New Delhi: Boris Romanchenko, who survived the Nazi Buchenwald concentration camp during World War II, has been killed after Russian shelling hit his flat in the war-ravaged Ukrainian city of Kharkiv last week, the memorial for the Buchenwald survivors said on Monday (March 22).

The 96-year-old Holocaust survivor had also survived the Dora-Mittelbau concentration camp in the same war and then the Bergen-Belsen camp.

"It is with horror that we report the violent death of Boris Romanchenko in the war in Ukraine," the memorial for the Buchenwald survivors said in a statement.

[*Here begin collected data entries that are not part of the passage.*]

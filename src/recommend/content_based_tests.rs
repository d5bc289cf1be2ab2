use super::*;
use crate::catalog::{Item, FEATURE_COLUMNS};
use crate::recommend::similarity::ZERO_NORM_TOLERANCE;

fn unit_catalog(rows: &[(&str, [f32; 6])]) -> Catalog {
    Catalog::with_default_features(
        rows.iter()
            .map(|(id, f)| Item::new(*id, f.to_vec()))
            .collect(),
    )
    .expect("valid catalog")
}

fn identity_recommender(rows: &[(&str, [f32; 6])]) -> Recommender {
    Recommender::with_scaler(unit_catalog(rows), StandardScaler::identity(&FEATURE_COLUMNS))
        .expect("scaler width matches")
}

fn planar_recommender(rows: &[(&str, [f32; 2])]) -> Recommender {
    let catalog = Catalog::new(
        vec!["x".to_string(), "y".to_string()],
        rows.iter().map(|(id, f)| Item::new(*id, f.to_vec())).collect(),
    )
    .expect("valid catalog");
    Recommender::with_scaler(catalog, StandardScaler::identity(&["x", "y"]))
        .expect("scaler width matches")
}

fn fitted_recommender() -> Recommender {
    let items = vec![
        Item::new("t1", vec![0.80, 0.90, 128.0, 0.70, 0.05, -4.0]),
        Item::new("t2", vec![0.75, 0.85, 124.0, 0.65, 0.10, -5.0]),
        Item::new("t3", vec![0.30, 0.20, 70.0, 0.20, 0.90, -14.0]),
        Item::new("t4", vec![0.35, 0.25, 76.0, 0.25, 0.85, -12.0]),
        Item::new("t5", vec![0.60, 0.55, 100.0, 0.50, 0.40, -8.0]),
        Item::new("t6", vec![0.82, 0.88, 130.0, 0.72, 0.04, -3.5]),
    ];
    Recommender::fit(Catalog::with_default_features(items).expect("valid")).expect("fit")
}

#[test]
fn test_three_item_scenario() {
    let rec = identity_recommender(&[
        ("A", [1.0, 0.0, 0.0, 0.0, 0.0, 0.0]),
        ("B", [1.0, 0.0, 0.0, 0.0, 0.0, 0.0]),
        ("C", [-1.0, 0.0, 0.0, 0.0, 0.0, 0.0]),
    ]);

    let recs = rec.recommend(&["A"], 2).expect("valid query");

    assert_eq!(recs.len(), 2);
    assert_eq!(recs[0].id, "B");
    assert!((recs[0].score - 1.0).abs() < 1e-6);
    assert_eq!(recs[1].id, "C");
    assert!((recs[1].score + 1.0).abs() < 1e-6);
}

#[test]
fn test_unknown_seed_is_error() {
    let rec = fitted_recommender();
    let err = rec.recommend(&["t1", "nope"], 3).expect_err("unknown seed");
    match err {
        SonanceError::UnknownItem { ids } => assert_eq!(ids, vec!["nope"]),
        other => panic!("expected UnknownItem, got {other:?}"),
    }
}

#[test]
fn test_top_n_zero_is_error() {
    let rec = fitted_recommender();
    let err = rec.recommend(&["t1"], 0).expect_err("top_n = 0");
    assert!(matches!(err, SonanceError::InvalidArgument { ref param, .. } if param == "top_n"));
}

#[test]
fn test_empty_seed_set_is_error() {
    let rec = fitted_recommender();
    let none: [&str; 0] = [];
    let err = rec.recommend(&none, 3).expect_err("no seeds");
    assert!(matches!(err, SonanceError::InvalidArgument { ref param, .. } if param == "seed_ids"));
}

#[test]
fn test_catalog_of_only_seeds_gives_empty_result() {
    let rec = planar_recommender(&[("a", [1.0, 0.0]), ("b", [0.0, 1.0])]);
    let recs = rec.recommend(&["a", "b"], 5).expect("valid query");
    assert!(recs.is_empty());
}

#[test]
fn test_short_catalog_is_not_padded() {
    let rec = fitted_recommender();
    let recs = rec.recommend(&["t1", "t2"], 100).expect("valid query");
    assert_eq!(recs.len(), rec.catalog().len() - 2);
}

#[test]
fn test_seeds_are_excluded() {
    let rec = fitted_recommender();
    let recs = rec.recommend(&["t1", "t3"], 10).expect("valid query");
    assert!(recs.iter().all(|r| r.id != "t1" && r.id != "t3"));
}

#[test]
fn test_results_sorted_descending() {
    let rec = fitted_recommender();
    let recs = rec.recommend(&["t5"], 10).expect("valid query");
    for pair in recs.windows(2) {
        assert!(pair[0].score >= pair[1].score);
    }
}

#[test]
fn test_nearest_neighbour_ranks_first() {
    let rec = fitted_recommender();
    let recs = rec.recommend(&["t1"], 2).expect("valid query");
    // t6 and t2 are the other upbeat tracks
    let top: Vec<&str> = recs.iter().map(|r| r.id.as_str()).collect();
    assert!(top.contains(&"t6"));
    assert!(top.contains(&"t2"));
}

#[test]
fn test_self_similarity_is_one() {
    let rec = fitted_recommender();
    let taste = rec.taste_vector(&["t4"]).expect("known seed");
    let row = rec.catalog().index_of("t4").expect("present");
    let sims = cosine_similarities(&taste, rec.standardized()).expect("non-zero taste");
    assert!((sims[row] - 1.0).abs() < 1e-5);
}

#[test]
fn test_duplicate_seeds_are_weighted_per_occurrence() {
    // d lies at 2:1 towards y, c at 2:1 towards x; with equal weights on a
    // and b the two tie and catalog order puts d first.
    let rec = planar_recommender(&[
        ("a", [1.0, 0.0]),
        ("b", [0.0, 1.0]),
        ("d", [1.0, 2.0]),
        ("c", [2.0, 1.0]),
    ]);

    let balanced = rec.recommend(&["a", "b"], 2).expect("valid query");
    assert_eq!(balanced[0].id, "d");
    assert!((balanced[0].score - balanced[1].score).abs() < 1e-6);

    let weighted = rec.recommend(&["a", "a", "b"], 2).expect("valid query");
    assert_eq!(weighted[0].id, "c");
    assert!((weighted[0].score - 1.0).abs() < 1e-6);

    let taste = rec.taste_vector(&["a", "a", "b"]).expect("known seeds");
    assert!((taste[0] - 2.0 / 3.0).abs() < 1e-6);
    assert!((taste[1] - 1.0 / 3.0).abs() < 1e-6);
}

#[test]
fn test_ties_keep_catalog_order() {
    let rec = planar_recommender(&[
        ("seed", [1.0, 0.0]),
        ("z", [0.0, 1.0]),
        ("y", [0.0, -1.0]),
        ("x", [0.0, 2.0]),
    ]);
    let recs = rec.recommend(&["seed"], 3).expect("valid query");
    let ids: Vec<&str> = recs.iter().map(|r| r.id.as_str()).collect();
    assert_eq!(ids, vec!["z", "y", "x"]);
}

#[test]
fn test_zero_taste_vector_degrades_to_empty() {
    let rec = planar_recommender(&[
        ("up", [1.0, 0.0]),
        ("down", [-1.0, 0.0]),
        ("side", [0.0, 1.0]),
    ]);

    let recs = rec.recommend(&["up", "down"], 3).expect("degrades, not fails");
    assert!(recs.is_empty());

    let strict = rec.recommend_strict(&["up", "down"], 3);
    assert!(matches!(strict, Err(SonanceError::ZeroVector)));
}

#[test]
fn test_fitted_seeds_cancelling_at_catalog_mean_degrade_to_empty() {
    // a and b average to the catalog mean (0.2, 0.4), so the standardized
    // taste vector is only f32 rounding noise
    let catalog = Catalog::new(
        vec!["x".to_string(), "y".to_string()],
        vec![
            Item::new("a", vec![0.1, 0.7]),
            Item::new("b", vec![0.3, 0.1]),
            Item::new("c", vec![0.15, 0.3]),
            Item::new("d", vec![0.25, 0.5]),
        ],
    )
    .expect("valid catalog");
    let rec = Recommender::fit(catalog).expect("fit");

    let taste = rec.taste_vector(&["a", "b"]).expect("known seeds");
    assert!(taste.norm() <= ZERO_NORM_TOLERANCE);

    let recs = rec.recommend(&["a", "b"], 3).expect("degrades, not fails");
    assert!(recs.is_empty());
    assert!(matches!(
        rec.recommend_strict(&["a", "b"], 3),
        Err(SonanceError::ZeroVector)
    ));
}

#[test]
fn test_zero_norm_catalog_row_scores_zero() {
    let rec = planar_recommender(&[("seed", [1.0, 1.0]), ("origin", [0.0, 0.0])]);
    let recs = rec.recommend(&["seed"], 1).expect("valid query");
    assert_eq!(recs[0].id, "origin");
    assert!(recs[0].score.abs() < 1e-12);
}

#[test]
fn test_idempotent() {
    let rec = fitted_recommender();
    let first = rec.recommend(&["t2", "t5"], 4).expect("valid query");
    let second = rec.recommend(&["t2", "t5"], 4).expect("valid query");
    assert_eq!(first, second);
    let bits = |v: &[Recommendation]| v.iter().map(|r| r.score.to_bits()).collect::<Vec<_>>();
    assert_eq!(bits(&first), bits(&second));
}

#[test]
fn test_fit_rejects_constant_feature() {
    let items = vec![
        Item::new("a", vec![0.1, 0.5, 120.0, 0.3, 0.2, -6.0]),
        Item::new("b", vec![0.2, 0.5, 100.0, 0.4, 0.1, -7.0]),
    ];
    let err = Recommender::fit(Catalog::with_default_features(items).expect("valid"))
        .expect_err("energy is constant");
    assert!(matches!(
        err,
        SonanceError::DegenerateFeature { ref feature, index: 1 } if feature == "energy"
    ));
}

#[test]
fn test_with_scaler_width_mismatch() {
    let catalog = unit_catalog(&[("a", [1.0, 0.0, 0.0, 0.0, 0.0, 0.0])]);
    let err = Recommender::with_scaler(catalog, StandardScaler::identity(&["x", "y"]))
        .expect_err("2 vs 6 features");
    assert!(matches!(err, SonanceError::DimensionMismatch { .. }));
}

#[test]
fn test_standardized_matrix_matches_catalog_shape() {
    let rec = fitted_recommender();
    assert_eq!(rec.standardized().shape(), rec.catalog().features().shape());
    assert_eq!(rec.scaler().n_features(), 6);
}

"The multi-storey apartment building where Romanchenko lived was shelled and caught on fire," the statement added.

"The horrific death of Boris Romanchenko shows how threatening the war in Ukraine is for the concentration camp survivors," the memorial said.

Reacting to the news, Ukraine's Minister of Foreign Affairs Dmytro Kuleba hit out at Russian President Vladimir Putin and said that it is an 'unspeakable crime'.

"Unspeakable crime. Survived Hitler, murdered by Putin," Kuleba tweeted.

"Putin managed to `accomplish` what even Hitler couldn`t," Ukraine's Defence Ministry said.

Kharkiv, Ukraine`s second-largest city, has been under heavy fire from Russian artillery throughout the invasion, which Putin calls a "special military operation" necessary to disarm and "denazify" its neighbour.

"Please think about how many things he has come through," President Volodymyr Zelenskiy said late on Monday.

"But [he] was killed by a Russian strike, which hit an ordinary Kharkiv multi-storey building. With each day of this war, it becomes more obvious what denazification means to them," Zelenskiy added.

Romanchenko was born on January 20, 1926, in Bondari, near the city of Sumy according to the statement from the Buchenwald memorial. He was deported to Dortmund in 1942, where he had to do forced mining labour. After an unsuccessful escape attempt, he was sent to the Buchenwald concentration camp in 1943, where more than 53,000 people were killed during World War II.